INFORMATION PROVIDED:
_ _ _ _ _ _ _

use async_trait::async_trait;
use aws_sdk_dynamodb::operation::query::builders::QueryFluentBuilder;
use aws_sdk_dynamodb::types::AttributeValue;
use aws_sdk_dynamodb::Client as DynamoDbClient;
use chrono::NaiveDate;
use std::collections::HashMap;
use std::sync::Arc;
use tracing::{info, instrument, warn, Instrument};

use super::{dynamodb_span, map_dynamodb_error};
use crate::models::{Dish, RepositoryError, RepositoryResult};

const STORED_DATE_FORMAT: &str = "%Y-%m-%d";

/// Daily menus.
///
/// (`restaurant_id`, `date`, lowercased name) is unique: `create` on a taken
/// name fails with `ConstraintViolation`.
#[async_trait]
pub trait DishRepository: Send + Sync {
    /// Dishes a restaurant offers on a day, ordered by name
    async fn find_by_restaurant_and_date(
        &self,
        restaurant_id: i64,
        date: NaiveDate,
    ) -> RepositoryResult<Vec<Dish>>;

    /// Add a dish to a day's menu
    async fn create(&self, dish: Dish) -> RepositoryResult<Dish>;
}

/// DynamoDB implementation of the DishRepository trait.
///
/// Table key: `menu_day` (hash, `<restaurant_id>#<yyyy-mm-dd>`) + `menu_key`
/// (range, lowercased dish name).
pub struct DynamoDbDishRepository {
    client: Arc<DynamoDbClient>,
    table_name: String,
    region: String,
}

impl DynamoDbDishRepository {
    pub fn new(client: Arc<DynamoDbClient>, table_name: String, region: String) -> Self {
        Self {
            client,
            table_name,
            region,
        }
    }

    fn menu_query(
        &self,
        restaurant_id: i64,
        date: NaiveDate,
        exclusive_start_key: Option<HashMap<String, AttributeValue>>,
    ) -> QueryFluentBuilder {
        self.client
            .query()
            .table_name(&self.table_name)
            .key_condition_expression("menu_day = :menu_day")
            .expression_attribute_values(":menu_day", menu_day(restaurant_id, date))
            .consistent_read(true)
            .set_exclusive_start_key(exclusive_start_key)
    }

    pub fn dish_to_item(&self, dish: &Dish) -> HashMap<String, AttributeValue> {
        let mut item = HashMap::new();
        item.insert(
            "menu_day".to_string(),
            menu_day(dish.restaurant_id, dish.date),
        );
        item.insert("menu_key".to_string(), AttributeValue::S(dish.menu_key()));
        item.insert("id".to_string(), AttributeValue::S(dish.id.clone()));
        item.insert(
            "restaurant_id".to_string(),
            AttributeValue::N(dish.restaurant_id.to_string()),
        );
        item.insert(
            "dish_date".to_string(),
            AttributeValue::S(dish.date.format(STORED_DATE_FORMAT).to_string()),
        );
        item.insert("name".to_string(), AttributeValue::S(dish.name.clone()));
        item.insert("price".to_string(), AttributeValue::N(dish.price.to_string()));
        item
    }

    pub fn item_to_dish(&self, item: HashMap<String, AttributeValue>) -> RepositoryResult<Dish> {
        let invalid = |name: &str| RepositoryError::InvalidQuery {
            message: format!("Missing or invalid {}", name),
        };
        let string_attr = |name: &str| {
            item.get(name)
                .and_then(|v| v.as_s().ok())
                .cloned()
                .ok_or_else(|| invalid(name))
        };
        let number_attr = |name: &str| {
            item.get(name)
                .and_then(|v| v.as_n().ok())
                .and_then(|n| n.parse::<i64>().ok())
                .ok_or_else(|| invalid(name))
        };

        let date = NaiveDate::parse_from_str(&string_attr("dish_date")?, STORED_DATE_FORMAT)
            .map_err(|_| invalid("dish_date"))?;

        Ok(Dish {
            id: string_attr("id")?,
            restaurant_id: number_attr("restaurant_id")?,
            date,
            name: string_attr("name")?,
            price: number_attr("price")?,
        })
    }
}

fn menu_day(restaurant_id: i64, date: NaiveDate) -> AttributeValue {
    AttributeValue::S(format!(
        "{}#{}",
        restaurant_id,
        date.format(STORED_DATE_FORMAT)
    ))
}

#[async_trait]
impl DishRepository for DynamoDbDishRepository {
    #[instrument(skip(self), fields(table = %self.table_name, restaurant_id = restaurant_id, date = %date))]
    async fn find_by_restaurant_and_date(
        &self,
        restaurant_id: i64,
        date: NaiveDate,
    ) -> RepositoryResult<Vec<Dish>> {
        let mut dishes = Vec::new();
        let mut start_key = None;

        loop {
            let page_start = start_key.take();
            let query_span = dynamodb_span("Query", &self.table_name, &self.region);

            let response = async {
                self.menu_query(restaurant_id, date, page_start)
                    .send()
                    .await
                    .map_err(|e| map_dynamodb_error(e.into(), &self.table_name))
            }
            .instrument(query_span)
            .await?;

            for item in response.items.unwrap_or_default() {
                match self.item_to_dish(item) {
                    Ok(dish) => dishes.push(dish),
                    Err(e) => warn!("Failed to parse dish item: {}", e),
                }
            }

            match response.last_evaluated_key {
                Some(key) if !key.is_empty() => start_key = Some(key),
                _ => break,
            }
        }

        dishes.sort_by_key(Dish::menu_key);
        info!("Found {} dishes", dishes.len());
        Ok(dishes)
    }

    #[instrument(skip(self, dish), fields(table = %self.table_name, date = %dish.date))]
    async fn create(&self, dish: Dish) -> RepositoryResult<Dish> {
        let item = self.dish_to_item(&dish);
        let put_span = dynamodb_span("PutItem", &self.table_name, &self.region);

        let result = async {
            self.client
                .put_item()
                .table_name(&self.table_name)
                .set_item(Some(item))
                .condition_expression("attribute_not_exists(menu_key)")
                .send()
                .await
        }
        .instrument(put_span)
        .await;

        match result {
            Ok(_) => {
                info!("Dish created");
                Ok(dish)
            }
            Err(e)
                if e.as_service_error()
                    .is_some_and(|se| se.is_conditional_check_failed_exception()) =>
            {
                Err(RepositoryError::ConstraintViolation {
                    message: format!("Dish {} already listed on {}", dish.name, dish.date),
                })
            }
            Err(e) => Err(map_dynamodb_error(e.into(), &self.table_name)),
        }
    }
}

_ _ _ _ _ _ _

AIM OF THE TASK:
If a line above holds the string "insert", copy it out.

WRITTEN RESPONSE:
        item.insert(
        item.insert("menu_key".to_string(), AttributeValue::S(dish.menu_key()));
        item.insert("id".to_string(), AttributeValue::S(dish.id.clone()));
        item.insert(
        item.insert(
        item.insert("name".to_string(), AttributeValue::S(dish.name.clone()));
        item.insert("price".to_string(), AttributeValue::N(dish.price.to_string()));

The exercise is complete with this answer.